### Input for this task
>>>

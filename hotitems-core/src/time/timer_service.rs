use super::*;

/// Event-time timers for one operator instance.
///
/// Timers are keyed by `(fire_at, key_bytes)` and kept in fire-time order, so
/// draining everything due at a watermark is a range scan. Timers for the same
/// `fire_at` come out in key-byte order, which keeps firing deterministic.
///
/// # Invariant
/// A `(key_bytes, fire_at)` pair is pending at most once. Registering it again
/// before it fires does nothing, so a timer can never fire twice.
#[derive(Debug, Clone, Default)]
pub struct TimerService {
    timers: BTreeMap<EventTime, BTreeSet<Vec<u8>>>,
}

impl TimerService {
    pub fn new() -> Self {
        Self::default()
    }

    /// Register a timer for `key_bytes` at `fire_at`.
    ///
    /// Returns `true` if the timer was not already pending.
    pub fn register(&mut self, key_bytes: Vec<u8>, fire_at: EventTime) -> bool {
        self.timers.entry(fire_at).or_default().insert(key_bytes)
    }

    /// Remove and return every timer with `fire_at <= watermark_ts`, in
    /// ascending `fire_at` order.
    pub fn drain_due(&mut self, watermark_ts: EventTime) -> Vec<(Vec<u8>, EventTime)> {
        let pending = match watermark_ts.checked_add(1) {
            Some(bound) => self.timers.split_off(&bound),
            None => BTreeMap::new(),
        };
        let due = std::mem::replace(&mut self.timers, pending);

        due.into_iter()
            .flat_map(|(fire_at, keys)| keys.into_iter().map(move |key| (key, fire_at)))
            .collect()
    }

    /// Total count of pending `(key, fire_at)` pairs.
    pub fn len(&self) -> usize {
        self.timers.values().map(BTreeSet::len).sum()
    }

    pub fn is_empty(&self) -> bool {
        self.timers.is_empty()
    }
}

<<<

### Description of the task
In the records above, locate the lines holding the word "pending". Copy each of them.

### Answer box
/// A `(key_bytes, fire_at)` pair is pending at most once. Registering it again
    /// Returns `true` if the timer was not already pending.
        let pending = match watermark_ts.checked_add(1) {
        let due = std::mem::replace(&mut self.timers, pending);
    /// Total count of pending `(key, fire_at)` pairs.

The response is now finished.